Provided data
━━━━━━━━━━
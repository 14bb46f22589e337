//! Rivets graph - the dependency graph engine behind rivets issue tracking.
//!
//! Issues are linked by directed "depends on" edges that must always form a
//! directed acyclic graph. This crate owns that graph and answers the
//! structural questions asked of it:
//!
//! - **Mutation** with cycle prevention ([`DependencyGraph::add_dependency`])
//! - **Availability** of an issue, derived on demand ([`availability`])
//! - **Traversal** of dependencies and dependents, bounded or unbounded
//! - **Roots** and **blocked** queries
//! - **Transitive reduction** analysis ([`reduction`])
//! - **Integrity validation** with safe auto-repair ([`validation`])
//!
//! Issue metadata, persistence formats and rendering live elsewhere. The
//! engine consumes a minimal node/edge store and talks to the outside world
//! through [`GraphSnapshot`] and [`GraphExport`].
//!
//! # Edge Direction
//!
//! Edges point from **dependent -> dependency**: an edge `A -> B` means A
//! cannot start until B is done. "Outgoing" edges of a node are therefore its
//! dependencies and "incoming" edges are its dependents.
//!
//! # Example
//!
//! ```
//! use rivets_graph::{DependencyGraph, GraphConfig, IssueId, LifecycleState};
//!
//! # fn main() -> rivets_graph::Result<()> {
//! let graph = DependencyGraph::new(GraphConfig::default())?;
//! graph.add_node("api")?;
//! graph.add_node("schema")?;
//! graph.add_dependency(&IssueId::new("api"), &IssueId::new("schema"))?;
//!
//! let blocked = graph.query_blocked()?;
//! assert_eq!(blocked.len(), 1);
//! assert_eq!(blocked[0].id, IssueId::new("api"));
//!
//! graph.set_state(&IssueId::new("schema"), LifecycleState::Done)?;
//! assert!(graph.query_blocked()?.is_empty());
//! # Ok(())
//! # }
//! ```

#![forbid(unsafe_code)]

pub mod availability;
pub mod cancel;
pub mod config;
pub mod cycle;
pub mod domain;
pub mod engine;
pub mod error;
pub mod reduction;
pub mod snapshot;
pub mod store;
pub mod traversal;
pub mod validation;

pub use availability::Availability;
pub use cancel::CancelToken;
pub use config::{GraphConfig, RejectedPolicy};
pub use cycle::AddOutcome;
pub use domain::{Edge, IssueId, LifecycleState, Node};
pub use engine::{BulkAddResult, BulkRemoveResult, DependencyGraph};
pub use error::{GraphError, Result};
pub use reduction::RedundantEdge;
pub use snapshot::{ExportNode, GraphExport, GraphSnapshot, InMemorySource, SnapshotSource};
pub use store::GraphStore;
pub use traversal::{BlockedIssue, Direction, Traversal, TreeEdge};
pub use validation::{ValidationReport, Violation};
━━━━━━━━━━
About this task
Every line from the one containing "pub mod snapshot;" through the last line of the entries must be written out verbatim, and no other line.

Reply to the task
pub mod snapshot;
pub mod store;
pub mod traversal;
pub mod validation;

pub use availability::Availability;
pub use cancel::CancelToken;
pub use config::{GraphConfig, RejectedPolicy};
pub use cycle::AddOutcome;
pub use domain::{Edge, IssueId, LifecycleState, Node};
pub use engine::{BulkAddResult, BulkRemoveResult, DependencyGraph};
pub use error::{GraphError, Result};
pub use reduction::RedundantEdge;
pub use snapshot::{ExportNode, GraphExport, GraphSnapshot, InMemorySource, SnapshotSource};
pub use store::GraphStore;
pub use traversal::{BlockedIssue, Direction, Traversal, TreeEdge};
pub use validation::{ValidationReport, Violation};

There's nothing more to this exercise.